- _WORK TO COMPLETE_
Return all lines of the data in which the string "most" occurs.

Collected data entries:

use std::fs;
use std::io::Write;
use std::path::{Path, PathBuf};

use chrono::NaiveDate;
use serde::Deserialize;
use tracing::{debug, info, instrument};

use crate::error::{Result, ScrapeError};
use crate::model::game::{coerce_attendance, coerce_points};
use crate::model::{Game, TeamGame};

const DATE_FORMATS: [&str; 3] = ["%a, %b %d, %Y", "%Y-%m-%d", "%b %d, %Y"];

/// A season-file row read through normalized column names.
#[derive(Debug, Deserialize)]
struct StandardRow {
    date: String,
    #[serde(rename = "start_(et)")]
    start_et: String,
    visitor_team: String,
    visitor_pts: Option<String>,
    home_team: String,
    home_pts: Option<String>,
    #[serde(default)]
    overtime: String,
    #[serde(default)]
    attendance: String,
    #[serde(default)]
    game_duration: String,
    #[serde(default)]
    arena: String,
}

/// `start (ET)` becomes `start_(et)`.
pub fn normalize_column(name: &str) -> String {
    name.trim().to_lowercase().replace(' ', "_")
}

pub fn parse_date(raw: &str) -> Option<NaiveDate> {
    let s = raw.trim();
    DATE_FORMATS.iter().find_map(|fmt| NaiveDate::parse_from_str(s, fmt).ok())
}

fn standardize_row(row: StandardRow, source: &Path) -> Result<Game> {
    let date = parse_date(&row.date).ok_or_else(|| {
        ScrapeError::Parse(format!("unrecognized date '{}' in {}", row.date, source.display()))
    })?;
    Ok(Game {
        date,
        start_et: row.start_et,
        visitor_team: row.visitor_team,
        visitor_pts: row.visitor_pts.as_deref().and_then(coerce_points),
        home_team: row.home_team,
        home_pts: row.home_pts.as_deref().and_then(coerce_points),
        overtime: row.overtime,
        attendance: coerce_attendance(&row.attendance),
        game_duration: row.game_duration,
        arena: row.arena,
    })
}

/// Read one season file with normalized headers and coerced types.
pub fn load_games(path: &Path) -> Result<Vec<Game>> {
    let mut reader = csv::Reader::from_path(path)?;
    let headers: csv::StringRecord = reader.headers()?.iter().map(normalize_column).collect();
    reader.set_headers(headers);

    let mut games = Vec::new();
    for row in reader.deserialize::<StandardRow>() {
        games.push(standardize_row(row?, path)?);
    }
    debug!(path = %path.display(), games = games.len(), "Loaded season file");
    Ok(games)
}

fn csv_files(dir: &Path) -> Result<Vec<PathBuf>> {
    let mut files = Vec::new();
    for entry in fs::read_dir(dir)? {
        let path = entry?.path();
        if path.is_file() && path.extension().and_then(|e| e.to_str()) == Some("csv") {
            files.push(path);
        }
    }
    files.sort();
    Ok(files)
}

/// Every game from every season file in `dir`, files taken in name order.
pub fn load_all_games(dir: &Path) -> Result<Vec<Game>> {
    let mut games = Vec::new();
    for path in csv_files(dir)? {
        games.extend(load_games(&path)?);
    }
    Ok(games)
}

fn outcome(scored: Option<u32>, allowed: Option<u32>) -> Option<u8> {
    match (scored, allowed) {
        (Some(s), Some(a)) => Some(u8::from(s > a)),
        _ => None,
    }
}

fn project(game: &Game, home: bool) -> TeamGame {
    let (team, opponent, scored, allowed) = if home {
        (&game.home_team, &game.visitor_team, game.home_pts, game.visitor_pts)
    } else {
        (&game.visitor_team, &game.home_team, game.visitor_pts, game.home_pts)
    };
    TeamGame {
        date: game.date,
        start_et: game.start_et.clone(),
        team: team.clone(),
        opponent: opponent.clone(),
        is_home: home,
        points_scored: scored,
        points_allowed: allowed,
        won: outcome(scored, allowed),
        arena: game.arena.clone(),
    }
}

/// Two rows per game: all home-perspective rows, then all visitor-perspective rows.
pub fn to_long(games: &[Game]) -> Vec<TeamGame> {
    games
        .iter()
        .map(|g| project(g, true))
        .chain(games.iter().map(|g| project(g, false)))
        .collect()
}

/// `team`'s own row for `game`: the home view when it hosted, otherwise the visitor view.
pub fn team_view(game: &Game, team: &str) -> TeamGame {
    project(game, game.home_team == team)
}

#[instrument(level = "info", skip_all, fields(dir = %dir.display()))]
pub fn load_and_standardize(dir: &Path) -> Result<Vec<TeamGame>> {
    let games = load_all_games(dir)?;
    let long = to_long(&games);
    info!(games = games.len(), rows = long.len(), "Reshaped season files");
    Ok(long)
}

/// Up to `n` games `team` played strictly before `before`, most recent first.
pub fn last_n_games<'a>(games: &'a [Game], team: &str, before: NaiveDate, n: usize) -> Vec<&'a Game> {
    let mut past: Vec<&Game> = games.iter().filter(|g| g.involves(team) && g.date < before).collect();
    past.sort_by(|a, b| b.date.cmp(&a.date));
    past.truncate(n);
    past
}

/// `team`'s last `n` games before `before` as its own rows, most recent first.
pub fn recent_form(games: &[Game], team: &str, before: NaiveDate, n: usize) -> Vec<TeamGame> {
    last_n_games(games, team, before, n)
        .into_iter()
        .map(|game| team_view(game, team))
        .collect()
}

pub fn write_long_csv<W: Write>(writer: W, rows: &[TeamGame]) -> Result<()> {
    let mut writer = csv::Writer::from_writer(writer);
    for row in rows {
        writer.serialize(row)?;
    }
    writer.flush()?;
    Ok(())
}
use nba_schedule_scraper::ScrapeError;
use nba_schedule_scraper::parser::{extract_games, extract_month_links};
use url::Url;

fn season_page_url() -> Url {
    Url::parse("https://www.basketball-reference.com/leagues/NBA_2020_games.html").unwrap()
}

#[test]
fn extracts_month_links_in_page_order() {
    // Arrange
    let html = include_str!("fixtures/season_2020.html");

    // Act
    let links = extract_month_links(html, &season_page_url()).expect("month links");

    // Assert: the December anchor has no href and is dropped
    assert_eq!(
        links,
        vec![
            "https://www.basketball-reference.com/leagues/NBA_2020_games-october.html".to_string(),
            "https://www.basketball-reference.com/leagues/NBA_2020_games-november.html".to_string(),
        ]
    );
}

#[test]
fn missing_month_filter_is_a_parse_error() {
    let html = include_str!("fixtures/month_october.html");
    let err = extract_month_links(html, &season_page_url()).unwrap_err();
    assert!(matches!(err, ScrapeError::Parse(_)), "error was: {:?}", err);
}

#[test]
fn resolves_hrefs_like_a_browser() {
    let html = r#"<div class="filter">
        <a href="//www.basketball-reference.com/leagues/NBA_2020_games-may.html">May</a>
        <a href="NBA_2020_games-june.html">June</a>
        <a href="https://mirror.example/leagues/NBA_2020_games-july.html">July</a>
    </div>"#;
    let base = Url::parse("https://www.basketball-reference.com/leagues").unwrap();

    let links = extract_month_links(html, &base).expect("month links");

    assert_eq!(
        links,
        vec![
            "https://www.basketball-reference.com/leagues/NBA_2020_games-may.html".to_string(),
            "https://www.basketball-reference.com/NBA_2020_games-june.html".to_string(),
            "https://mirror.example/leagues/NBA_2020_games-july.html".to_string(),
        ]
    );
}

#[test]
fn relative_hrefs_resolve_next_to_the_season_page() {
    let html = r#"<div class="filter"><a href="NBA_2020_games-june.html">June</a></div>"#;
    let links = extract_month_links(html, &season_page_url()).expect("month links");
    assert_eq!(links, vec!["https://www.basketball-reference.com/leagues/NBA_2020_games-june.html".to_string()]);
}

#[test]
fn reads_fixed_position_fields() {
    let html = include_str!("fixtures/month_october.html");
    let games = extract_games(html).expect("games");
    assert_eq!(games.len(), 1);

    let g = &games[0];
    assert_eq!(g.date, "Tue, Oct 22, 2019");
    assert_eq!(g.start_et, "8:00p");
    assert_eq!(g.visitor_team, "New Orleans Pelicans");
    assert_eq!(g.visitor_pts, Some(122));
    assert_eq!(g.home_team, "Toronto Raptors");
    assert_eq!(g.home_pts, Some(130));
    assert_eq!(g.overtime, "OT");
    assert_eq!(g.attendance, "20,787");
    assert_eq!(g.game_duration, "2:44");
    assert_eq!(g.arena, "Scotiabank Arena");
}

#[test]
fn skips_repeated_header_rows() {
    let html = include_str!("fixtures/month_november.html");
    let games = extract_games(html).expect("games");
    assert_eq!(games.len(), 1, "games were: {:?}", games);
    assert_eq!(games[0].home_team, "New York Knicks");
    assert_eq!(games[0].overtime, "");
}

#[test]
fn unplayed_games_have_absent_points() {
    let html = include_str!("fixtures/month_unplayed.html");
    let games = extract_games(html).expect("games");
    // the thead row and the row without cells contribute nothing
    assert_eq!(games.len(), 2, "games were: {:?}", games);

    assert_eq!(games[0].visitor_team, "Miami Heat");
    assert_eq!(games[0].visitor_pts, None);
    assert_eq!(games[0].home_pts, None);
    assert_eq!(games[0].arena, "Scotiabank Arena");

    assert_eq!(games[1].visitor_pts, None);
    assert_eq!(games[1].home_team, "Milwaukee Bucks");
    assert_eq!(games[1].arena, "");
}

#[test]
fn missing_schedule_table_is_a_parse_error() {
    let html = include_str!("fixtures/season_2020.html");
    let err = extract_games(html).unwrap_err();
    assert!(matches!(err, ScrapeError::Parse(_)), "error was: {:?}", err);
}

- _REPLY TO THE EXERCISE_
/// Up to `n` games `team` played strictly before `before`, most recent first.
/// `team`'s last `n` games before `before` as its own rows, most recent first.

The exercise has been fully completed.